A construção dos monumentos de Vitória seguiu uma certa tradição patriarcal, com a maioria seguindo um mesmo padrão de importância: os homenageados são homens, brancos, com prestígio social e poder. A construção de quase todos se deu no século XX, à exceção de um ainda no final do século XIX (Henrique Moscoso, em 1891). Vale destacar que os temas de representação persistem em quase todos os lugares, resguardando suas particularidades regionais.

É possível observar que, durante o Regime Militar, foi construída a maior parte dos monumentos, em geral prestigiando personalidades masculinas ligadas à política, à medicina, à advocacia ou natureza religiosa. É significativo o fato de que nenhum dos cinco monumentos construídos em honra às mulheres é deste período. Mesmo assim são obras identificadas como de Natureza Cultural e Folclórica (três) e de Natureza Religiosa (duas). Isto revela que, embora muitas mulheres possam ter conseguido destaque como personalidades públicas, o número das que foram agraciadas e perenizadas com esculturas nos logradouros é irrelevante. É como se a cidade não reconhecesse o protagonismo feminino na sua construção.

Entretanto, em comparação com outras cidades importantes, este número é até considerável. Até 2006, no Rio de Janeiro, de aproximadamente quatrocentos monumentos, há apenas oito mulheres bronzificadas; em São Paulo, existem somente quatro. Em Paris, o resultado é ainda mais impressionante: de um total de aproximadamente quatrocentas obras de arte nos logradouros públicos, estão reservadas às mulheres somente oito.

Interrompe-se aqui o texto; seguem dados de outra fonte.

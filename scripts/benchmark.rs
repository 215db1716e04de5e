// scripts/benchmark.rs
use sde_paths::math_utils::Timer;
use sde_paths::models::ou_process::OuProcess;
use sde_paths::rng::seed_rng_from_u64;
use sde_paths::simulator::{simulate, simulate_par, solve, Path, SimConfig};
use std::env;
use std::fs::File;
use std::io::Write;
use std::process::Command;

#[derive(Debug)]
struct SystemInfo {
    os: String,
    cpu_model: String,
    cpu_cores: usize,
    memory_gb: f64,
    rust_version: String,
    rustc_flags: String,
    rayon_threads: usize,
}

impl SystemInfo {
    fn gather() -> Self {
        let os = env::consts::OS.to_string();

        let cpu_model = Self::get_cpu_model();
        let cpu_cores = num_cpus::get();
        let memory_gb = Self::get_memory_gb();
        let rust_version = Self::get_rust_version();
        let rustc_flags = env::var("RUSTFLAGS").unwrap_or_else(|_| "default".to_string());
        let rayon_threads = rayon::current_num_threads();

        Self {
            os,
            cpu_model,
            cpu_cores,
            memory_gb,
            rust_version,
            rustc_flags,
            rayon_threads,
        }
    }

    fn get_cpu_model() -> String {
        #[cfg(target_os = "windows")]
        {
            Command::new("wmic")
                .args(&["cpu", "get", "name", "/value"])
                .output()
                .map(|output| {
                    String::from_utf8_lossy(&output.stdout)
                        .lines()
                        .find(|line| line.starts_with("Name="))
                        .map(|line| line.trim_start_matches("Name=").trim().to_string())
                        .unwrap_or_else(|| "Unknown CPU".to_string())
                })
                .unwrap_or_else(|_| "Unknown CPU".to_string())
        }

        #[cfg(target_os = "linux")]
        {
            std::fs::read_to_string("/proc/cpuinfo")
                .ok()
                .and_then(|content| {
                    content
                        .lines()
                        .find(|line| line.starts_with("model name"))
                        .and_then(|line| line.split(':').nth(1))
                        .map(|s| s.trim().to_string())
                })
                .unwrap_or_else(|| "Unknown CPU".to_string())
        }

        #[cfg(target_os = "macos")]
        {
            Command::new("sysctl")
                .args(&["-n", "machdep.cpu.brand_string"])
                .output()
                .map(|output| String::from_utf8_lossy(&output.stdout).trim().to_string())
                .unwrap_or_else(|_| "Unknown CPU".to_string())
        }

        #[cfg(not(any(target_os = "windows", target_os = "linux", target_os = "macos")))]
        {
            "Unknown CPU".to_string()
        }
    }

    fn get_memory_gb() -> f64 {
        #[cfg(target_os = "windows")]
        {
            Command::new("wmic")
                .args(&["computersystem", "get", "TotalPhysicalMemory", "/value"])
                .output()
                .ok()
                .and_then(|output| {
                    String::from_utf8_lossy(&output.stdout)
                        .lines()
                        .find(|line| line.starts_with("TotalPhysicalMemory="))
                        .and_then(|line| {
                            line.trim_start_matches("TotalPhysicalMemory=")
                                .trim()
                                .parse::<u64>()
                                .ok()
                        })
                        .map(|bytes| bytes as f64 / (1024.0 * 1024.0 * 1024.0))
                })
                .unwrap_or(0.0)
        }

        #[cfg(target_os = "linux")]
        {
            std::fs::read_to_string("/proc/meminfo")
                .ok()
                .and_then(|content| {
                    content
                        .lines()
                        .find(|line| line.starts_with("MemTotal:"))
                        .and_then(|line| line.split_whitespace().nth(1))
                        .and_then(|s| s.parse::<u64>().ok())
                        .map(|kb| kb as f64 / (1024.0 * 1024.0))
                })
                .unwrap_or(0.0)
        }

        #[cfg(target_os = "macos")]
        {
            Command::new("sysctl")
                .args(&["-n", "hw.memsize"])
                .output()
                .ok()
                .and_then(|output| {
                    String::from_utf8_lossy(&output.stdout)
                        .trim()
                        .parse::<u64>()
                        .ok()
                        .map(|bytes| bytes as f64 / (1024.0 * 1024.0 * 1024.0))
                })
                .unwrap_or(0.0)
        }

        #[cfg(not(any(target_os = "windows", target_os = "linux", target_os = "macos")))]
        {
            0.0
        }
    }

    fn get_rust_version() -> String {
        Command::new("rustc")
            .arg("--version")
            .output()
            .map(|output| String::from_utf8_lossy(&output.stdout).trim().to_string())
            .unwrap_or_else(|_| "Unknown Rust version".to_string())
    }
}

#[derive(Debug)]
struct BenchmarkResult {
    name: String,
    paths: usize,
    time_ms: f64,
    throughput_paths_per_sec: f64,
    sample_mean: f64,
    exact_mean: Option<f64>,
    abs_error: Option<f64>,
}

fn terminal_mean(batch: &[Path]) -> f64 {
    let sum: f64 = batch.iter().map(|path| path[path.len() - 1]).sum();
    sum / batch.len() as f64
}

fn run_sequential_benchmarks() -> Vec<BenchmarkResult> {
    let mut results = Vec::new();

    let model = OuProcess::new(1.0, 1.0, 0.5);
    let paths_configs = [10_000, 100_000];

    for &paths in &paths_configs {
        println!("Running sequential benchmarks with {} paths...", paths);

        let cfg = SimConfig {
            x0: 0.0,
            dt: 0.01,
            t: 1.0,
            paths,
            seed: 42,
        };

        let mut timer = Timer::new();
        timer.start();
        let batch = simulate(&model, &cfg).expect("Valid configuration");
        let time_ms = timer.elapsed_ms();

        let mean = terminal_mean(&batch);
        let exact = model.exact_mean(cfg.x0, cfg.t);

        results.push(BenchmarkResult {
            name: format!("OU sequential ({}k paths)", paths / 1000),
            paths,
            time_ms,
            throughput_paths_per_sec: paths as f64 / (time_ms / 1000.0),
            sample_mean: mean,
            exact_mean: Some(exact),
            abs_error: Some((mean - exact).abs()),
        });
    }

    // Closure-driven front end at the largest sequential size
    let paths = 100_000;
    println!("Running closure benchmarks with {} paths...", paths);

    let mut rng = seed_rng_from_u64(42);
    let mut timer = Timer::new();
    timer.start();
    let batch = solve(
        |x, _t| 1.0 - x,
        |x, _t| 0.5 * x,
        1.0,
        0.01,
        1.0,
        paths,
        &mut rng,
    );
    let time_ms = timer.elapsed_ms();

    // Linear drift, so the mean follows the deterministic ODE: E[X_t] = 1
    let mean = terminal_mean(&batch);
    results.push(BenchmarkResult {
        name: format!("Closure solve ({}k paths)", paths / 1000),
        paths,
        time_ms,
        throughput_paths_per_sec: paths as f64 / (time_ms / 1000.0),
        sample_mean: mean,
        exact_mean: Some(1.0),
        abs_error: Some((mean - 1.0).abs()),
    });

    results
}

fn run_parallel_benchmarks() -> Vec<BenchmarkResult> {
    let mut results = Vec::new();

    let model = OuProcess::new(1.0, 1.0, 0.5);
    let paths_configs = [10_000, 100_000, 1_000_000];

    for &paths in &paths_configs {
        println!("Running parallel benchmarks with {} paths...", paths);

        let cfg = SimConfig {
            x0: 0.0,
            dt: 0.01,
            t: 1.0,
            paths,
            seed: 42,
        };

        let mut timer = Timer::new();
        timer.start();
        let batch = simulate_par(&model, &cfg).expect("Valid configuration");
        let time_ms = timer.elapsed_ms();

        let mean = terminal_mean(&batch);
        let exact = model.exact_mean(cfg.x0, cfg.t);

        results.push(BenchmarkResult {
            name: format!("OU parallel ({}k paths)", paths / 1000),
            paths,
            time_ms,
            throughput_paths_per_sec: paths as f64 / (time_ms / 1000.0),
            sample_mean: mean,
            exact_mean: Some(exact),
            abs_error: Some((mean - exact).abs()),
        });
    }

    results
}

fn write_results_to_csv(results: &[BenchmarkResult], system_info: &SystemInfo, filename: &str) {
    let mut file = File::create(filename).expect("Could not create CSV file");

    // Write system information as comments
    writeln!(file, "# System Information").unwrap();
    writeln!(file, "# OS: {}", system_info.os).unwrap();
    writeln!(file, "# CPU: {}", system_info.cpu_model).unwrap();
    writeln!(file, "# CPU Cores: {}", system_info.cpu_cores).unwrap();
    writeln!(file, "# Memory: {:.1} GB", system_info.memory_gb).unwrap();
    writeln!(file, "# Rust Version: {}", system_info.rust_version).unwrap();
    writeln!(file, "# RUSTFLAGS: {}", system_info.rustc_flags).unwrap();
    writeln!(file, "# Rayon Threads: {}", system_info.rayon_threads).unwrap();
    writeln!(
        file,
        "# Benchmark Date: {}",
        chrono::Utc::now().format("%Y-%m-%d %H:%M:%S UTC")
    )
    .unwrap();
    writeln!(file, "#").unwrap();

    // Write CSV header
    writeln!(
        file,
        "Benchmark,Paths,Time_ms,Throughput_paths_per_sec,Sample_Mean,Exact_Mean,Abs_Error"
    )
    .unwrap();

    // Write results
    for result in results {
        writeln!(
            file,
            "{},{},{:.2},{:.0},{:.6},{},{}",
            result.name,
            result.paths,
            result.time_ms,
            result.throughput_paths_per_sec,
            result.sample_mean,
            result
                .exact_mean
                .map(|v| format!("{:.6}", v))
                .unwrap_or_else(|| "N/A".to_string()),
            result
                .abs_error
                .map(|e| format!("{:.6}", e))
                .unwrap_or_else(|| "N/A".to_string())
        )
        .unwrap();
    }

    println!("Results written to {}", filename);
}

fn main() {
    println!("sde-paths Benchmark Suite");
    println!("=========================\n");

    // Gather system information
    println!("Gathering system information...");
    let system_info = SystemInfo::gather();

    println!("System Information:");
    println!("  OS: {}", system_info.os);
    println!("  CPU: {}", system_info.cpu_model);
    println!("  CPU Cores: {}", system_info.cpu_cores);
    println!("  Memory: {:.1} GB", system_info.memory_gb);
    println!("  Rust Version: {}", system_info.rust_version);
    println!("  RUSTFLAGS: {}", system_info.rustc_flags);
    println!("  Rayon Threads: {}", system_info.rayon_threads);
    println!();

    // Run benchmarks
    println!("Running sequential benchmarks...");
    let sequential_results = run_sequential_benchmarks();

    println!("\nRunning parallel benchmarks...");
    let parallel_results = run_parallel_benchmarks();

    // Combine results
    let mut all_results = sequential_results;
    all_results.extend(parallel_results);

    // Display results
    println!("\n{:=<80}", "");
    println!("BENCHMARK RESULTS");
    println!("{:=<80}", "");
    println!(
        "{:<30} {:>9} {:>12} {:>15} {:>10} {:>10} {:>10}",
        "Benchmark", "Paths", "Time (ms)", "Throughput", "Mean", "Exact", "Abs Error"
    );
    println!("{:-<80}", "");

    for result in &all_results {
        println!(
            "{:<30} {:>9} {:>12.2} {:>15.0} {:>10.4} {:>10} {:>10}",
            result.name,
            result.paths,
            result.time_ms,
            result.throughput_paths_per_sec,
            result.sample_mean,
            result
                .exact_mean
                .map(|v| format!("{:.4}", v))
                .unwrap_or_else(|| "N/A".to_string()),
            result
                .abs_error
                .map(|e| format!("{:.4}", e))
                .unwrap_or_else(|| "N/A".to_string())
        );
    }

    println!("{:=<80}", "");

    // Write to CSV
    let timestamp = chrono::Utc::now().format("%Y%m%d_%H%M%S");
    let filename = format!("benchmark_results_{}.csv", timestamp);
    write_results_to_csv(&all_results, &system_info, &filename);

    println!("\nBenchmark complete!");
    println!("Results saved to: {}", filename);
    println!("\nTo reproduce these results:");
    println!("1. Use Rust version: {}", system_info.rust_version);
    println!("2. Set RUSTFLAGS: {}", system_info.rustc_flags);
    println!("3. Run: cargo run --bin benchmark --release");
    println!(
        "4. Ensure {} CPU threads available",
        system_info.rayon_threads
    );
}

Porém, se as mulheres são pouco prestigiadas com bustos ou estátuas nos logradouros públicos, em Vitória podemos nos orgulhar de um feito incomum e bastante meritório: a estátua de Domingas, ex-escrava, negra, pobre, velha, personalidade situada na última escala da sociedade hierarquizada construída na cidade. Figura existente historicamente, Domingas foi a única “mendiga” do mundo a receber este tipo de homenagem. Algo totalmente fora dos padrões de exigências formais para uma honraria desta magnitude. Sua estátua está localizada diante do símbolo do poder máximo do Espírito Santo, o palácio Anchieta. Somos todas Domingas, nesta semana do 8 de Março: mulheres trabalhadoras, resistentes, perseverantes, capazes, audaciosas e lutadoras. Mas queremos que o Poder Municipal não permita que os lugares de memória da cidade reproduzam a discriminação.